One of the interesting things about commuting to work on a bicycle is that you get to experience the weather. Every day, I ride for nearly two hours out in the open – rain or shine, heat or cold. Many of my friends an acquaintances I think truly never really experience the weather. They move from one controlled environment to another – home, car, office, shops – and only venture outside if the weather is ‘nice’. And, as a result, they do not seem to know anything about the weather, and how it is changing.

Not that I am claiming some kind of special insight. I am, after all, living a very privileged life – most of which is in the bubble. But at least, in those minutes on my bike, I have one connection with what is going on in the world.

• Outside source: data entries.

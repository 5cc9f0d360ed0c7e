// Licensed under the Apache License, Version 2.0 (the "License");
// you may not use this file except in compliance with the License.
// You may obtain a copy of the License in the LICENSE-APACHE file or at:
//     https://www.apache.org/licenses/LICENSE-2.0

//! Margin and spacing types

/// Container padding
///
/// Padding is internal to the container: it offsets row content and reduces
/// the space offered to children. Negative values are accepted as-is; their
/// effect falls out of the arithmetic.
#[derive(Copy, Clone, Debug, Default, PartialEq, Eq, Hash)]
pub struct Margins {
    /// Size of left/right margin
    pub horiz: (i32, i32),
    /// Size of top/bottom margin
    pub vert: (i32, i32),
}

impl Margins {
    /// Zero-sized margins
    pub const ZERO: Margins = Margins::splat(0);

    /// Margins with equal size on each edge
    #[inline]
    pub const fn splat(size: i32) -> Self {
        Margins::hv_splat(size, size)
    }

    /// Margins via horizontal and vertical pairs
    #[inline]
    pub const fn hv(horiz: (i32, i32), vert: (i32, i32)) -> Self {
        Margins { horiz, vert }
    }

    /// Margins via horizontal and vertical sizes
    #[inline]
    pub const fn hv_splat(h: i32, v: i32) -> Self {
        Margins {
            horiz: (h, h),
            vert: (v, v),
        }
    }

    /// Sum of horizontal margins
    #[inline]
    pub fn sum_horiz(&self) -> i32 {
        self.horiz.0 + self.horiz.1
    }

    /// Sum of vertical margins
    #[inline]
    pub fn sum_vert(&self) -> i32 {
        self.vert.0 + self.vert.1
    }
}

/// Inter-item spacing
///
/// `horiz` separates members of the same row; `vert` separates rows.
/// Spacing is applied between items only, not before the first or after
/// the last, though the content size bookkeeping reserves one trailing gap
/// per axis (see [`FlowSolver`](super::FlowSolver)).
#[derive(Copy, Clone, Debug, Default, PartialEq, Eq, Hash)]
pub struct Spacing {
    pub horiz: i32,
    pub vert: i32,
}

impl Spacing {
    /// No spacing
    pub const ZERO: Spacing = Spacing::new(0, 0);

    /// Construct from horizontal and vertical gaps
    #[inline]
    pub const fn new(horiz: i32, vert: i32) -> Self {
        Spacing { horiz, vert }
    }
}
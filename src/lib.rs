// Licensed under the Apache License, Version 2.0 (the "License");
// you may not use this file except in compliance with the License.
// You may obtain a copy of the License in the LICENSE-APACHE file or at:
//     https://www.apache.org/licenses/LICENSE-2.0

//! Flow layout: a two-pass wrapping-row layout engine
//!
//! This library arranges a sequence of opaque rectangular children into
//! left-to-right, top-to-bottom wrapping rows within a width-constrained
//! container, much like inline text. It is a pure computation library: no
//! drawing, no event handling, no unit conversion. All sizes are physical
//! (real) pixels.
//!
//! Layout happens in two passes, driven by the host's own layout schedule:
//!
//! 1.  **Measure**: [`FlowLayout::measure`] distributes visible children
//!     into rows and resolves the container's own size. The result is a
//!     [`FlowSolution`] value; nothing persists between passes except this
//!     cached solution.
//! 2.  **Arrange**: [`FlowLayout::arrange`] assigns each child's [`Rect`]
//!     from the most recent solution, honoring horizontal and vertical
//!     [`Align`]ment.
//!
//! Children are anything implementing [`Element`]: a visibility flag, a
//! size preference per axis, a measurement function and a rect assignment.
//!
//! [`Align`]: layout::Align
//! [`Rect`]: geom::Rect

pub extern crate easy_cast as cast;

mod element;
mod flow;

pub mod geom;
pub mod layout;

pub use element::{Element, SizeHint};
pub use flow::FlowLayout;
pub use layout::FlowSolution;
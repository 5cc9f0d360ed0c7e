// Licensed under the Apache License, Version 2.0 (the "License");
// you may not use this file except in compliance with the License.
// You may obtain a copy of the License in the LICENSE-APACHE file or at:
//     https://www.apache.org/licenses/LICENSE-2.0

//! Alignment types

/// Alignment of content on one axis
///
/// Alignment is container-wide: every row is aligned the same way. There is
/// deliberately no end alignment variant; hosts requesting it should treat
/// that as unsupported rather than expect a silent fallback.
#[derive(Copy, Clone, Debug, Default, PartialEq, Eq, Hash)]
pub enum Align {
    /// Align content to the start (left / top)
    #[default]
    Start,
    /// Center content, splitting slack equally
    ///
    /// Slack is divided with truncating integer division: when it is odd,
    /// the start edge receives the smaller half.
    Center,
}

/// Alignment on both axes
#[derive(Copy, Clone, Debug, Default, PartialEq, Eq, Hash)]
pub struct AlignPair {
    pub horiz: Align,
    pub vert: Align,
}

impl AlignPair {
    /// Start on both axes
    pub const START: AlignPair = AlignPair::new(Align::Start, Align::Start);

    /// Center on both axes
    pub const CENTER: AlignPair = AlignPair::new(Align::Center, Align::Center);

    /// Construct with horiz. and vert. alignment
    pub const fn new(horiz: Align, vert: Align) -> Self {
        Self { horiz, vert }
    }
}

impl From<(Align, Align)> for AlignPair {
    #[inline]
    fn from(p: (Align, Align)) -> Self {
        AlignPair::new(p.0, p.1)
    }
}

impl From<AlignPair> for (Align, Align) {
    #[inline]
    fn from(p: AlignPair) -> Self {
        (p.horiz, p.vert)
    }
}
// Licensed under the Apache License, Version 2.0 (the "License");
// you may not use this file except in compliance with the License.
// You may obtain a copy of the License in the LICENSE-APACHE file or at:
//     https://www.apache.org/licenses/LICENSE-2.0

//! The flow layout engine

use log::error;

use crate::geom::{Coord, Size};
use crate::layout::{
    Align, AlignPair, Constraint, FlowSetter, FlowSolution, FlowSolver, Margins, Spacing,
};
use crate::Element;

/// A wrapping-row layout engine
///
/// This owns the layout configuration (spacing, padding, alignment) and the
/// solution of the most recent measurement pass. The host drives it in
/// strict sequence: [`FlowLayout::measure`] whenever constraints or the
/// child set change, then [`FlowLayout::arrange`] to position children.
///
/// Every measurement pass rebuilds the solution from scratch; a host which
/// measures more than once per frame (as some parents do) simply replaces
/// the previous solution, so state never accumulates across passes.
///
/// All values are physical pixels; unit conversion (e.g. from
/// density-independent units) is the host's concern.
#[derive(Debug, Default)]
pub struct FlowLayout {
    spacing: Spacing,
    padding: Margins,
    align: AlignPair,
    solution: Option<FlowSolution>,
}

impl FlowLayout {
    /// Construct with zero spacing and padding, start alignment
    pub fn new() -> Self {
        FlowLayout::default()
    }

    /// The gap between members of a row
    pub fn horizontal_spacing(&self) -> i32 {
        self.spacing.horiz
    }

    /// Set the gap between members of a row
    pub fn set_horizontal_spacing(&mut self, spacing: i32) -> &mut Self {
        self.spacing.horiz = spacing;
        self
    }

    /// The gap between rows
    pub fn vertical_spacing(&self) -> i32 {
        self.spacing.vert
    }

    /// Set the gap between rows
    pub fn set_vertical_spacing(&mut self, spacing: i32) -> &mut Self {
        self.spacing.vert = spacing;
        self
    }

    /// Set horizontal alignment of row content
    pub fn set_horizontal_align(&mut self, align: Align) -> &mut Self {
        self.align.horiz = align;
        self
    }

    /// Set vertical alignment of the block of rows
    pub fn set_vertical_align(&mut self, align: Align) -> &mut Self {
        self.align.vert = align;
        self
    }

    /// Set container padding
    pub fn set_padding(&mut self, padding: Margins) -> &mut Self {
        self.padding = padding;
        self
    }

    /// Run the measurement pass
    ///
    /// Distributes visible `children` into rows under the given constraints
    /// and returns the container's resolved size. The solution is retained
    /// for [`FlowLayout::arrange`]; any previous solution is discarded.
    pub fn measure<E: Element>(
        &mut self,
        width: Constraint,
        height: Constraint,
        children: &mut [E],
    ) -> Size {
        let solution = FlowSolver::solve(width, height, self.spacing, self.padding, children);
        let resolved = solution.resolved_size();
        self.solution = Some(solution);
        resolved
    }

    /// Run the arrangement pass
    ///
    /// Assigns every visible child's rect from the most recent
    /// [`FlowLayout::measure`] solution, with the container's top-left
    /// corner at `pos`. Calling this without a prior measurement is a
    /// contract violation: it debug-panics, and in release builds logs an
    /// error and leaves children unpositioned.
    pub fn arrange<E: Element>(&self, pos: Coord, children: &mut [E]) {
        let Some(solution) = self.solution.as_ref() else {
            debug_assert!(false, "FlowLayout::arrange called before measure");
            error!("FlowLayout::arrange: no solution; measure was not called");
            return;
        };
        FlowSetter::set_rects(solution, pos, self.padding, self.spacing, self.align, children);
    }

    /// The solution of the most recent measurement pass, if any
    pub fn solution(&self) -> Option<&FlowSolution> {
        self.solution.as_ref()
    }
}
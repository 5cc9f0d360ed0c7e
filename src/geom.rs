// Licensed under the Apache License, Version 2.0 (the "License");
// you may not use this file except in compliance with the License.
// You may obtain a copy of the License in the LICENSE-APACHE file or at:
//     https://www.apache.org/licenses/LICENSE-2.0

//! Geometry data types
//!
//! [`Coord`] and [`Size`] are 2D integer (`i32`) types, representing
//! positions and sizes respectively.
//!
//! Conversions mostly use [`Cast`] and [`Conv`]. [`From`] may be used to
//! simply pack/unpack components.

use crate::cast::*;

macro_rules! impl_common {
    ($T:ty) => {
        impl $T {
            /// The constant `(0, 0)`
            pub const ZERO: Self = Self(0, 0);
        }

        impl From<(i32, i32)> for $T {
            #[inline]
            fn from(v: (i32, i32)) -> Self {
                Self(v.0, v.1)
            }
        }
        impl From<$T> for (i32, i32) {
            #[inline]
            fn from(v: $T) -> Self {
                (v.0, v.1)
            }
        }
        impl Conv<(i32, i32)> for $T {
            #[inline]
            fn conv(v: (i32, i32)) -> Self {
                Self(v.0, v.1)
            }
            #[inline]
            fn try_conv(v: (i32, i32)) -> Result<Self> {
                Ok(Self::conv(v))
            }
        }
    };
}

/// A 2D coordinate, also known as a point
///
/// A coordinate is an absolute position, here always the top-left corner of
/// a container or child rect.
#[derive(Copy, Clone, PartialEq, Eq, Hash, Debug, Default)]
pub struct Coord(pub i32, pub i32);

impl_common!(Coord);

impl Coord {
    /// Construct
    #[inline]
    pub const fn new(x: i32, y: i32) -> Self {
        Self(x, y)
    }
}

impl std::ops::Add<Size> for Coord {
    type Output = Self;

    #[inline]
    fn add(self, other: Size) -> Self {
        Coord(self.0 + other.0, self.1 + other.1)
    }
}

/// A 2D size, also known as an extent
///
/// Sizes are not guaranteed non-negative: the flow engine accepts negative
/// spacing and padding as-is, and arithmetic on these may pass through here.
#[derive(Copy, Clone, PartialEq, Eq, Hash, Debug, Default)]
pub struct Size(pub i32, pub i32);

impl_common!(Size);

impl Size {
    /// Construct
    #[inline]
    pub const fn new(w: i32, h: i32) -> Self {
        Self(w, h)
    }
}

/// An axis-aligned rectangular region
///
/// The region is defined by a top-left `pos` and a `size`; the bottom-right
/// corner (exclusive) is [`Rect::pos2`].
#[derive(Copy, Clone, PartialEq, Eq, Hash, Debug, Default)]
pub struct Rect {
    pub pos: Coord,
    pub size: Size,
}

impl Rect {
    /// Construct from a position and size
    #[inline]
    pub const fn new(pos: Coord, size: Size) -> Self {
        Rect { pos, size }
    }

    /// Get the second point (pos + size)
    #[inline]
    pub fn pos2(&self) -> Coord {
        self.pos + self.size
    }

    /// Check whether the given coordinate is contained in this rect
    #[inline]
    pub fn contains(&self, c: Coord) -> bool {
        let p2 = self.pos2();
        c.0 >= self.pos.0 && c.0 < p2.0 && c.1 >= self.pos.1 && c.1 < p2.1
    }
}
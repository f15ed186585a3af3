use crate::interval::Interval;




/**
 * Predicate vocabulary for bucket lookups. A filter receives a stored
 * member first and the query interval second. The variants below cover the
 * common cases; callers are free to pass any compatible function of their
 * own.
 */
pub type IntervalFilter<I> = fn(&I, &I) -> bool;




/**
 * Member and query have identical normalized bounds. This is the default
 * filter for node-level lookups.
 */
pub fn equal<I: Interval>(member: &I, query: &I) -> bool {
    member.norm_bounds() == query.norm_bounds()
}




/**
 * Member and query share at least one ordinal. Bounds are closed, so two
 * intervals that meet exactly at an endpoint do overlap.
 */
pub fn overlap<I: Interval>(member: &I, query: &I) -> bool {
    member.norm_start() <= query.norm_end() && query.norm_start() <= member.norm_end()
}




/**
 * Member spans the whole of the query.
 */
pub fn cover<I: Interval>(member: &I, query: &I) -> bool {
    member.norm_start() <= query.norm_start() && query.norm_end() <= member.norm_end()
}




// ============================================================================
#[cfg(test)]
mod test {

    use super::{cover, equal, overlap};

    #[test]
    fn equal_compares_bounds_only() {
        assert!( equal(&(2, 5), &(2, 5)));
        assert!(!equal(&(2, 5), &(2, 6)));
        assert!(!equal(&(2, 5), &(3, 5)));
    }

    #[test]
    fn overlap_is_closed_at_both_ends() {
        assert!( overlap(&(0, 4), &(4, 8)));
        assert!( overlap(&(4, 8), &(0, 4)));
        assert!( overlap(&(0, 9), &(3, 5)));
        assert!(!overlap(&(0, 3), &(4, 8)));
        assert!(!overlap(&(9, 12), &(4, 8)));
    }

    #[test]
    fn cover_requires_full_containment() {
        assert!( cover(&(0, 9), &(3, 5)));
        assert!( cover(&(3, 5), &(3, 5)));
        assert!(!cover(&(3, 5), &(0, 9)));
        assert!(!cover(&(0, 4), &(3, 5)));
    }
}
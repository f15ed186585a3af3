use crate::bucket::IntervalBucket;
use crate::context::{ChildType, NodeContext, NodeId};
use crate::filter::{self, IntervalFilter};
use crate::interval::Interval;
use core::convert::TryFrom;
use core::fmt;
use core::ops::{Index, IndexMut};
use log::warn;
use std::cmp::Ordering;




/**
 * A node of the interval index: the bucket of intervals sharing one
 * normalized `[start, end]` key, together with the augmented values a
 * balanced-tree driver reads to rebalance the tree and prune searches.
 *
 * `max` is the greatest end ordinal in the node's subtree, `height` the
 * longest downward path counted in nodes (a lone node has height 1), and
 * `level` the depth below the tree root (a root has level 0). The node
 * keeps all three consistent with the live tree shape in response to the
 * structural edits on `NodeArena`; it never initiates tree-wide work.
 */
#[derive(Clone)]
pub struct Node<B: IntervalBucket> {
    start: i64,
    end: i64,
    max: i64,
    height: usize,
    level: usize,
    ctx: NodeContext,
    bucket: B,
}




// ============================================================================
impl<B: IntervalBucket> Node<B> {




    /**
     * Create a standalone node founded on the given interval. The bucket is
     * built empty here and seeded with the founding interval, so the node
     * starts out satisfying every invariant: `max` equals its own end,
     * height 1, level 0, no links.
     */
    pub fn new(interval: B::Item) -> Self
    where
        B: Default,
    {
        Self::with_bucket(interval, B::default())
    }




    /**
     * Like `new`, but storing members in a caller-supplied bucket, for
     * engines whose instances come from a factory. The bucket must be
     * empty; a non-empty one is a recoverable caller bug, answered by
     * clearing it and proceeding.
     */
    pub fn with_bucket(interval: B::Item, mut bucket: B) -> Self {
        if !bucket.is_empty() {
            warn!(
                "new node handed a bucket holding {} members, clearing it",
                bucket.len()
            );
            bucket.clear();
        }
        let (start, end) = interval.norm_bounds();
        bucket.add(interval);

        Self {
            start,
            end,
            max: end,
            height: 1,
            level: 0,
            ctx: NodeContext::new(),
            bucket,
        }
    }


    pub fn start(&self) -> i64 {
        self.start
    }

    pub fn end(&self) -> i64 {
        self.end
    }

    pub fn max(&self) -> i64 {
        self.max
    }

    pub fn height(&self) -> usize {
        self.height
    }

    pub fn level(&self) -> usize {
        self.level
    }

    pub fn parent(&self) -> Option<NodeId> {
        self.ctx.parent
    }

    pub fn left(&self) -> Option<NodeId> {
        self.ctx.left
    }

    pub fn right(&self) -> Option<NodeId> {
        self.ctx.right
    }

    pub fn has_parent(&self) -> bool {
        self.ctx.has_parent()
    }

    pub fn has_left(&self) -> bool {
        self.ctx.has_left()
    }

    pub fn has_right(&self) -> bool {
        self.ctx.has_right()
    }

    pub fn is_leaf(&self) -> bool {
        self.ctx.is_leaf()
    }

    pub fn is_single_parent(&self) -> bool {
        self.ctx.is_single_parent()
    }

    pub fn single_child(&self) -> Option<NodeId> {
        self.ctx.single_child()
    }




    /**
     * A copy of the node's current linkage.
     */
    pub fn context(&self) -> NodeContext {
        self.ctx
    }




    /**
     * Add an interval to the bucket, provided its normalized bounds equal
     * this node's key exactly. A mismatched interval is refused with no
     * mutation; repositioning or splitting a node is never done here, so a
     * false return is the caller's signal to pick a different node.
     */
    pub fn add_interval(&mut self, interval: B::Item) -> bool {
        if interval.norm_bounds() == (self.start, self.end) {
            self.bucket.add(interval)
        } else {
            false
        }
    }




    /**
     * Remove one member equal to the given interval, reporting whether a
     * removal took place. An emptied bucket marks the node as a deletion
     * candidate; acting on that is the tree driver's decision, so the node
     * stays attached regardless.
     */
    pub fn remove_interval(&mut self, interval: &B::Item) -> bool {
        self.bucket.remove(interval)
    }




    /**
     * The members whose normalized bounds equal the query's.
     */
    pub fn find<'a>(&'a self, query: &'a B::Item) -> Box<dyn Iterator<Item = &'a B::Item> + 'a> {
        self.find_with(query, filter::equal)
    }




    /**
     * The members matching the query under the given filter.
     */
    pub fn find_with<'a>(
        &'a self,
        query: &'a B::Item,
        filter: IntervalFilter<B::Item>,
    ) -> Box<dyn Iterator<Item = &'a B::Item> + 'a> {
        self.bucket.find(query, filter)
    }




    /**
     * Read-only view of the whole bucket, in bucket-defined order.
     */
    pub fn intervals(&self) -> Box<dyn Iterator<Item = &B::Item> + '_> {
        self.bucket.iter()
    }




    /**
     * A fresh, finite traversal of the bucket's contents at call time.
     */
    pub fn iter(&self) -> Box<dyn Iterator<Item = &B::Item> + '_> {
        self.bucket.iter()
    }


    pub fn len(&self) -> usize {
        self.bucket.len()
    }

    pub fn is_empty(&self) -> bool {
        self.bucket.is_empty()
    }




    /**
     * Total order over nodes: primary key `start`, tie-break `end`, both
     * ascending. The same order drives `compare_interval` and
     * `compare_bounds`, so a driver may search with either form.
     */
    pub fn compare(&self, other: &Self) -> Ordering {
        self.compare_bounds(other.start, other.end)
    }

    pub fn compare_interval<I: Interval>(&self, interval: &I) -> Ordering {
        let (start, end) = interval.norm_bounds();
        self.compare_bounds(start, end)
    }

    pub fn compare_bounds(&self, start: i64, end: i64) -> Ordering {
        (self.start, self.end).cmp(&(start, end))
    }




    /**
     * Short identifier of the node's key, for diagnostics.
     */
    pub fn id(&self) -> String {
        format!("[{}, {}]", self.start, self.end)
    }
}
//! Augtree is the node layer of an in-memory interval index: a tree over
//! intervals keyed by normalized `[start, end]` ordinals, where each node
//! buckets the intervals sharing one key and carries augmented values
//! (the subtree's maximum end, its height, and the node's depth level)
//! kept exactly consistent with the live tree shape after every attach,
//! detach, and replace. Nodes live in an arena and link to one another
//! through stable handles, so the parent/child relation involves no
//! reference cycles. The balancing and search policy (insertion-point
//! lookup, rotations, deletion with promotion, whole-tree queries) belongs
//! to an external tree driver; this crate gives that driver the structural
//! primitives and keeps the derived values it reads correct.

pub mod bucket;
pub mod context;
pub mod filter;
pub mod interval;
pub mod node;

And it is noticeable what is going on. It has been getting warmer and warmer. I have thrown away all my winter cycling jerseys, as I no longer wear them. Ten years ago, I wore them for two or three months of the year. I can’t remember the last time I needed leg warmers. After a hot day, the cool change that flows across the land seems to rarely come any more.

Like many people, global heating and climate change are of great concern to me. I read about islands disappearing into the sea, coral reefs dying, ice melting at unprecedented rates, forests and tundra burning, massive hurricanes, savage droughts.

But last night, I really felt it. The collapse of our climate is here. That wind was the result of unimaginable amounts of energy being added into our environment; heating seas and lands heaving under a suffocating blanket of CO2. This is not a drill, and this is not a problem for the future.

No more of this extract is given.